WHAT YOU ARE ASKED TO DO
Produce a copy of every line in the records that holds the string "struct".

RECORD SET
//! Asset metadata and repository port
//!
//! Assets are owned by the registration subsystem; the guard only reads them.

use async_trait::async_trait;
use rust_decimal::Decimal;
use serde::{Deserialize, Serialize};
use std::collections::HashMap;
use std::sync::RwLock;

use crate::error::CoreResult;

/// Tokenized real-world asset
#[derive(Debug, Clone, PartialEq, Eq, Serialize, Deserialize)]
pub struct Asset {
    pub asset_id: String,
    /// Jurisdiction code selecting the land registry (e.g. "UK", "SG")
    pub jurisdiction: String,
    /// Legal entity the registry should report as owner
    pub spv_legal_entity_id: String,
    /// Contract through which the SPV controls the asset
    pub spv_contract_address: String,
    /// Title / parcel reference in the registry
    pub registry_reference: String,
    #[serde(default)]
    pub reserve_oracle_address: Option<String>,
    /// Token whose supply must be backed by reserves
    #[serde(default)]
    pub token_contract_address: Option<String>,
    /// Issued token units at registration
    #[serde(default)]
    pub total_token_supply: Option<Decimal>,
}

impl Asset {
    /// Token contract, falling back to the SPV contract
    pub fn token_address(&self) -> &str {
        self.token_contract_address
            .as_deref()
            .unwrap_or(&self.spv_contract_address)
    }
}

/// Read access to asset metadata
#[async_trait]
pub trait AssetRepository: Send + Sync {
    /// Look up an asset; `Ok(None)` when it is not registered
    async fn find_asset(&self, asset_id: &str) -> CoreResult<Option<Asset>>;
}

/// Asset repository backed by a map
#[derive(Debug, Default)]
pub struct InMemoryAssetRepository {
    assets: RwLock<HashMap<String, Asset>>,
}

impl InMemoryAssetRepository {
    pub fn new() -> Self {
        Self::default()
    }

    pub fn with_assets(assets: impl IntoIterator<Item = Asset>) -> Self {
        let repo = Self::new();
        for asset in assets {
            repo.insert(asset);
        }
        repo
    }

    /// Insert or replace by `asset_id`
    pub fn insert(&self, asset: Asset) {
        let mut assets = self.assets.write().unwrap();
        assets.insert(asset.asset_id.clone(), asset);
    }

    pub fn remove(&self, asset_id: &str) {
        self.assets.write().unwrap().remove(asset_id);
    }

    pub fn len(&self) -> usize {
        self.assets.read().unwrap().len()
    }

    pub fn is_empty(&self) -> bool {
        self.len() == 0
    }
}

#[async_trait]
impl AssetRepository for InMemoryAssetRepository {
    async fn find_asset(&self, asset_id: &str) -> CoreResult<Option<Asset>> {
        let assets = self.assets.read().unwrap();
        Ok(assets.get(asset_id).cloned())
    }
}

EXERCISE ANSWER
pub struct Asset {
pub struct InMemoryAssetRepository {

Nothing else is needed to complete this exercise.